//! Reconnect delay policies.

use std::time::Duration;

use serde::{Deserialize, Serialize};

/// Retry interval used by the log and shell streams.
pub const STREAM_RETRY_INTERVAL: Duration = Duration::from_secs(15);

/// First gateway reconnect delay; doubles on every failed attempt.
pub const GATEWAY_BASE_DELAY: Duration = Duration::from_secs(2);

/// Ceiling for a single gateway reconnect delay.
pub const GATEWAY_MAX_DELAY: Duration = Duration::from_secs(20);

/// Gateway reconnect attempts before giving up.
pub const GATEWAY_MAX_ATTEMPTS: u32 = 5;

/// How long to wait before reconnecting after a close or error.
///
/// Each endpoint picks its own policy; there is no global default.
#[derive(Debug, Clone, Copy, PartialEq, Eq, Serialize, Deserialize)]
#[serde(tag = "kind", rename_all = "snake_case")]
pub enum RetryPolicy {
    /// Same delay forever.
    Fixed {
        #[serde(with = "millis")]
        interval: Duration,
    },
    /// `base * 2^attempt`, clamped to `max`, for at most `max_attempts` retries.
    Exponential {
        #[serde(with = "millis")]
        base: Duration,
        #[serde(with = "millis")]
        max: Duration,
        max_attempts: u32,
    },
}

impl RetryPolicy {
    /// Fixed 15 second interval, retried indefinitely.
    #[must_use]
    pub const fn stream() -> Self {
        Self::Fixed {
            interval: STREAM_RETRY_INTERVAL,
        }
    }

    /// Doubling delay from 2s capped at 20s, abandoned after 5 attempts.
    #[must_use]
    pub const fn gateway() -> Self {
        Self::Exponential {
            base: GATEWAY_BASE_DELAY,
            max: GATEWAY_MAX_DELAY,
            max_attempts: GATEWAY_MAX_ATTEMPTS,
        }
    }

    /// Delay before retry number `attempt` (zero based).
    ///
    /// Returns `None` once the policy is exhausted.
    #[must_use]
    pub fn delay_for(&self, attempt: u32) -> Option<Duration> {
        match *self {
            Self::Fixed { interval } => Some(interval),
            Self::Exponential {
                base,
                max,
                max_attempts,
            } => {
                if attempt >= max_attempts {
                    return None;
                }
                let factor = 1u32.checked_shl(attempt).unwrap_or(u32::MAX);
                Some(base.checked_mul(factor).map_or(max, |d| d.min(max)))
            }
        }
    }

    /// Whether this policy ever stops retrying.
    #[must_use]
    pub const fn is_bounded(&self) -> bool {
        matches!(self, Self::Exponential { .. })
    }
}

impl Default for RetryPolicy {
    fn default() -> Self {
        Self::stream()
    }
}

mod millis {
    use std::time::Duration;

    use serde::{Deserialize, Deserializer, Serializer};

    pub fn serialize<S: Serializer>(value: &Duration, serializer: S) -> Result<S::Ok, S::Error> {
        serializer.serialize_u64(u64::try_from(value.as_millis()).unwrap_or(u64::MAX))
    }

    pub fn deserialize<'de, D: Deserializer<'de>>(deserializer: D) -> Result<Duration, D::Error> {
        u64::deserialize(deserializer).map(Duration::from_millis)
    }
}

Description of the task: How many of the lines in the listing above hold the word "value"? Report only that figure.

Answer space: 2